Lets create our first indexing strategy by extending ElasticsearchRepositories::BaseStrategy

class Simple < ElasticsearchRepositories::BaseStrategy

  # The index_name for a specific record (used for update/destroy)
  def target_index_name(record)
    search_index_name
  end

  # The name of the index when searching data
  def search_index_name
    host_class._base_index_name # in this case, host_class is Person
  end

  # The name of the index to use when creating a new record (create)
  def current_index_name
    search_index_name
  end

end

Here is a list of methods that you may want to consider overriding on your custom strategy:

  • target_index_name
  • search_index_name
  • current_index_name
  • reload_indices_iterator
  • index_without_id
  • as_indexed_json
  • index_record_to_es
  • reindexing_includes_proc

Now lets register this strategy into a model.
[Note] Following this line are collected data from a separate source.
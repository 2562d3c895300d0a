//! Obstacle field derived from host element bounds.
//!
//! Obstacles are stored as normalized boxes (y up, like every grid), but
//! every distance the settings express in pixels is evaluated in surface
//! pixels so a 20 px soft edge stays 20 px regardless of grid resolution.

use glam::{Vec2, Vec4};

use crate::config::{ElementInteraction, ObstacleMode};
use crate::host::Rect;

/// Delay between instance construction and the first obstacle recompute,
/// letting the host layout settle.
pub const OBSTACLE_SETTLE_MS: f64 = 100.0;
/// Force falloff never divides by less than this many pixels.
pub const MIN_FORCE_DISTANCE_PX: f32 = 10.0;
/// Angular frequency of the turbulence phase, radians per second.
pub const TURBULENCE_FREQUENCY: f32 = 2.0;

/// One element's bounding box relative to the render surface.
#[derive(Clone, Copy, Debug, PartialEq)]
pub struct Obstacle {
    pub min: Vec2,
    pub max: Vec2,
}

impl Obstacle {
    /// Convert page-space element bounds into normalized surface space.
    ///
    /// Returns `None` when the element does not overlap the surface.
    pub fn from_rects(element: &Rect, surface: &Rect) -> Option<Self> {
        if surface.width <= 0.0 || surface.height <= 0.0 {
            return None;
        }
        let left = (element.left - surface.left) / surface.width;
        let right = (element.left + element.width - surface.left) / surface.width;
        let top = (element.top - surface.top) / surface.height;
        let bottom = (element.top + element.height - surface.top) / surface.height;

        if right <= 0.0 || left >= 1.0 || bottom <= 0.0 || top >= 1.0 {
            return None;
        }
        Some(Self {
            min: Vec2::new(left, 1.0 - bottom),
            max: Vec2::new(right, 1.0 - top),
        })
    }

    pub fn centre(&self) -> Vec2 {
        (self.min + self.max) * 0.5
    }
}

/// Result of evaluating the field at one point.
#[derive(Clone, Copy, Debug, PartialEq)]
pub struct ObstacleEffect {
    pub blocked: bool,
    pub force_delta: Vec2,
    /// Color multiplier in `[0, 1]`
    pub opacity: f32,
}

impl Default for ObstacleEffect {
    fn default() -> Self {
        Self {
            blocked: false,
            force_delta: Vec2::ZERO,
            opacity: 1.0,
        }
    }
}

impl ObstacleEffect {
    /// Continuous effect on a live velocity texel over `dt` seconds.
    pub fn apply_to_velocity(&self, velocity: Vec2, dt: f32) -> Vec2 {
        if self.blocked {
            Vec2::ZERO
        } else {
            velocity + self.force_delta * dt
        }
    }

    /// Continuous effect on a live dye texel over `dt` seconds. Reduced
    /// opacity fades the dye at a rate of ten per second.
    pub fn apply_to_dye(&self, dye: Vec4, dt: f32) -> Vec4 {
        if self.blocked {
            Vec4::ZERO
        } else {
            dye * (1.0 - (1.0 - self.opacity) * (dt * 10.0).min(1.0))
        }
    }

    fn combine(self, other: ObstacleEffect) -> Self {
        Self {
            blocked: self.blocked || other.blocked,
            force_delta: self.force_delta + other.force_delta,
            opacity: self.opacity.min(other.opacity),
        }
    }
}

/// Everything needed to evaluate one obstacle, in the layout shared with the
/// GPU obstacle pass.
#[derive(Clone, Copy, Debug, PartialEq)]
pub struct ObstacleStamp {
    pub mode: ObstacleMode,
    pub min: Vec2,
    pub max: Vec2,
    pub surface_px: Vec2,
    pub strength: f32,
    /// Soft-edge fade, field reach or turbulence scale depending on mode (px)
    pub radius: f32,
    pub time_s: f32,
}

impl ObstacleStamp {
    /// Evaluate this obstacle at normalized `point`.
    pub fn effect_at(&self, point: Vec2) -> ObstacleEffect {
        let pp = point * self.surface_px;
        let lo = self.min * self.surface_px;
        let hi = self.max * self.surface_px;
        let centre = (lo + hi) * 0.5;
        let half = (hi - lo) * 0.5;

        let offset = pp - centre;
        let outside = (offset.abs() - half).max(Vec2::ZERO);
        let edge_dist = outside.length();
        let inside = offset.x.abs() <= half.x && offset.y.abs() <= half.y;

        let d = offset.length();
        let dir = if d > 1e-4 { offset / d } else { Vec2::ZERO };
        let size = (hi - lo).max_element();

        let mut effect = ObstacleEffect::default();
        match self.mode {
            ObstacleMode::HardCorner => {
                if inside {
                    effect.blocked = true;
                    effect.opacity = 0.0;
                }
            }
            ObstacleMode::SoftEdge => {
                if inside {
                    effect.blocked = true;
                    effect.opacity = 0.0;
                } else if self.radius > 0.0 {
                    effect.opacity = (edge_dist / self.radius).clamp(0.0, 1.0);
                }
            }
            ObstacleMode::ForceField | ObstacleMode::AttractField => {
                let reach = self.radius + 0.5 * size;
                if d < reach {
                    let sign = if self.mode == ObstacleMode::ForceField {
                        1.0
                    } else {
                        -1.0
                    };
                    let magnitude = self.strength * reach / d.max(MIN_FORCE_DISTANCE_PX);
                    effect.force_delta = dir * magnitude * sign;
                }
                if inside && self.mode == ObstacleMode::ForceField {
                    effect.blocked = true;
                    effect.opacity = 0.0;
                }
            }
            ObstacleMode::Turbulence => {
                let in_double = offset.x.abs() <= 2.0 * half.x && offset.y.abs() <= 2.0 * half.y;
                if !inside && in_double {
                    let phase = self.time_s * TURBULENCE_FREQUENCY + d / self.radius.max(1.0);
                    let perpendicular = Vec2::new(-dir.y, dir.x);
                    effect.force_delta = perpendicular * self.strength * phase.sin();
                }
            }
        }
        effect
    }
}

/// Current set of obstacles for one instance.
#[derive(Clone, Debug)]
pub struct ObstacleField {
    settings: ElementInteraction,
    obstacles: Vec<Obstacle>,
    surface_px: Vec2,
}

impl ObstacleField {
    pub fn new(settings: ElementInteraction) -> Self {
        Self {
            settings,
            obstacles: Vec::new(),
            surface_px: Vec2::ONE,
        }
    }

    pub fn settings(&self) -> &ElementInteraction {
        &self.settings
    }

    pub fn obstacles(&self) -> &[Obstacle] {
        &self.obstacles
    }

    pub fn is_active(&self) -> bool {
        self.settings.enabled && !self.obstacles.is_empty()
    }

    /// Replace every obstacle from fresh layout bounds.
    pub fn rebuild(&mut self, surface: &Rect, elements: &[Rect]) {
        self.surface_px = Vec2::new(surface.width.max(1.0), surface.height.max(1.0));
        self.obstacles = elements
            .iter()
            .filter_map(|element| Obstacle::from_rects(element, surface))
            .collect();
        log::debug!("Obstacle field rebuilt with {} obstacles", self.obstacles.len());
    }

    pub fn clear(&mut self) {
        self.obstacles.clear();
    }

    /// One stamp per obstacle, for continuous application.
    pub fn stamps(&self, time_ms: f64) -> Vec<ObstacleStamp> {
        let (strength, radius) = self.settings.strength_and_radius();
        let time_s = (time_ms / 1000.0) as f32;
        self.obstacles
            .iter()
            .map(|o| ObstacleStamp {
                mode: self.settings.mode,
                min: o.min,
                max: o.max,
                surface_px: self.surface_px,
                strength,
                radius,
                time_s,
            })
            .collect()
    }

    /// Combined effect of every obstacle at normalized `point`.
    ///
    /// Blocking is the union, forces add up and opacity takes the minimum.
    pub fn evaluate(&self, point: Vec2, time_ms: f64) -> ObstacleEffect {
        if !self.settings.enabled {
            return ObstacleEffect::default();
        }
        self.stamps(time_ms)
            .iter()
            .fold(ObstacleEffect::default(), |acc, stamp| acc.combine(stamp.effect_at(point)))
    }
}

#[cfg(test)]
mod tests {
    use super::*;

    const SURFACE: Rect = Rect {
        left: 0.0,
        top: 0.0,
        width: 400.0,
        height: 400.0,
    };

    // 100x100 px box in the middle of the surface
    const ELEMENT: Rect = Rect {
        left: 150.0,
        top: 150.0,
        width: 100.0,
        height: 100.0,
    };

    fn field(mode: ObstacleMode) -> ObstacleField {
        let settings = ElementInteraction {
            enabled: true,
            mode,
            ..ElementInteraction::default()
        };
        let mut field = ObstacleField::new(settings);
        field.rebuild(&SURFACE, &[ELEMENT]);
        field
    }

    fn px(x: f32, y: f32) -> Vec2 {
        Vec2::new(x / 400.0, y / 400.0)
    }

    #[test]
    fn test_rect_conversion_flips_y() {
        let element = Rect {
            left: 0.0,
            top: 0.0,
            width: 200.0,
            height: 100.0,
        };
        let o = Obstacle::from_rects(&element, &SURFACE).unwrap();
        assert_eq!(o.min, Vec2::new(0.0, 0.75));
        assert_eq!(o.max, Vec2::new(0.5, 1.0));

        let offscreen = Rect {
            left: 500.0,
            ..element
        };
        assert!(Obstacle::from_rects(&offscreen, &SURFACE).is_none());
    }

    #[test]
    fn test_hard_corner_blocks_inside_only() {
        let f = field(ObstacleMode::HardCorner);
        let e = f.evaluate(px(200.0, 200.0), 0.0);
        assert!(e.blocked);
        assert_eq!(e.opacity, 0.0);

        let e = f.evaluate(px(20.0, 20.0), 0.0);
        assert_eq!(e, ObstacleEffect::default());
    }

    #[test]
    fn test_soft_edge_fades_over_radius() {
        let f = field(ObstacleMode::SoftEdge);
        // 10 px right of the box edge with a 20 px radius
        let e = f.evaluate(px(260.0, 200.0), 0.0);
        assert!(!e.blocked);
        assert!((e.opacity - 0.5).abs() < 1e-4);
        // Force is never attenuated
        assert_eq!(e.force_delta, Vec2::ZERO);

        let e = f.evaluate(px(300.0, 200.0), 0.0);
        assert_eq!(e.opacity, 1.0);
    }

    #[test]
    fn test_force_field_pushes_away_and_attract_pulls() {
        let push = field(ObstacleMode::ForceField).evaluate(px(300.0, 200.0), 0.0);
        assert!(!push.blocked);
        assert!(push.force_delta.x > 0.0);
        assert!(push.force_delta.y.abs() < 1e-4);

        let pull = field(ObstacleMode::AttractField).evaluate(px(300.0, 200.0), 0.0);
        assert!(pull.force_delta.x < 0.0);
        assert!((push.force_delta + pull.force_delta).length() < 1e-3);

        // Inside: force field blocks, attract field does not
        assert!(field(ObstacleMode::ForceField).evaluate(px(210.0, 200.0), 0.0).blocked);
        assert!(!field(ObstacleMode::AttractField).evaluate(px(210.0, 200.0), 0.0).blocked);

        // Beyond radius + half size (80 + 50 px from the centre)
        let none = field(ObstacleMode::ForceField).evaluate(px(340.0, 200.0), 0.0);
        assert_eq!(none.force_delta, Vec2::ZERO);
    }

    #[test]
    fn test_force_falls_off_with_distance() {
        let f = field(ObstacleMode::ForceField);
        let near = f.evaluate(px(260.0, 200.0), 0.0).force_delta.length();
        let far = f.evaluate(px(320.0, 200.0), 0.0).force_delta.length();
        assert!(near > far);
    }

    #[test]
    fn test_turbulence_is_perpendicular_and_ring_shaped() {
        let f = field(ObstacleMode::Turbulence);
        // Inside the box: nothing
        assert_eq!(f.evaluate(px(200.0, 200.0), 0.0).force_delta, Vec2::ZERO);
        // Outside twice the size: nothing
        assert_eq!(f.evaluate(px(380.0, 200.0), 0.0).force_delta, Vec2::ZERO);

        let e = f.evaluate(px(270.0, 200.0), 400.0);
        assert!(!e.blocked);
        // Radial direction is +x, so the force is vertical
        assert!(e.force_delta.x.abs() < 1e-4);
        assert!(e.force_delta.y.abs() > 0.0);

        // Phase varies with time
        let later = f.evaluate(px(270.0, 200.0), 1200.0);
        assert!((later.force_delta.y - e.force_delta.y).abs() > 1e-3);
    }

    #[test]
    fn test_continuous_application() {
        let blocked = ObstacleEffect {
            blocked: true,
            force_delta: Vec2::ZERO,
            opacity: 0.0,
        };
        assert_eq!(blocked.apply_to_velocity(Vec2::ONE, 0.016), Vec2::ZERO);
        assert_eq!(blocked.apply_to_dye(Vec4::ONE, 0.016), Vec4::ZERO);

        let pushed = ObstacleEffect {
            blocked: false,
            force_delta: Vec2::new(100.0, 0.0),
            opacity: 0.5,
        };
        assert_eq!(pushed.apply_to_velocity(Vec2::ZERO, 0.5), Vec2::new(50.0, 0.0));
        // dt * 10 saturates at 1, so half opacity halves the dye
        assert_eq!(pushed.apply_to_dye(Vec4::ONE, 0.5), Vec4::splat(0.5));
    }

    #[test]
    fn test_disabled_field_is_inert() {
        let mut f = field(ObstacleMode::HardCorner);
        f.settings.enabled = false;
        assert_eq!(f.evaluate(px(200.0, 200.0), 0.0), ObstacleEffect::default());
        assert!(!f.is_active());
    }
}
It is important to add the following lines to your model that provide the methods for registering strategies, indexing, reindexing, and some other utilities.

  include ElasticsearchRepositories::Model
class Person

  include ElasticsearchRepositories::Model

  after_commit -> (record) {
    call_indexing_methods('create', record)
  }, on: :create

  after_commit -> (record) {
    call_indexing_methods('update', record)
  }, on: :update

  after_commit -> (record) {
    call_indexing_methods('delete', record)
  }, on: :destroy

  # You can register as many strategies as you want to a model.
  # By adding code into the block, you can override methods for this specific
  # strategy instance
  register_strategy Simple do

    set_mappings(dynamic: 'true') do
      # your mappings for this class
    end

    def as_indexed_json(record)
      # customize serialization for this class 
      super.merge(record.as_json)
    end

  end

  # Define this method in case you want to customize index naming
  def self._base_index_name
    "#{Rails.env}_#{self.name.underscore.dasherize.pluralize}_"
  end

  private

  # This method is called by the gem and needs to be implemented
  # Here is where you actually index to ES, you may call a Sidekiq worker
  # that asyncronously indexes the record.
  def index_document(strategy, action, **options)
    SomeIndexerWorker.perform_later(
      self,
      strategy.name,
      action,
      options
    )
  end

  def call_indexing_methods(event_name, record)
    self.class.indexing_strategies.each do |strategy|
      strategy.index_record_to_es(event_name, record)
    end
  end

end

And there we have it, we have registered our Simple strategy into our model and used ActiveRecord's hooks to call the indexing methods.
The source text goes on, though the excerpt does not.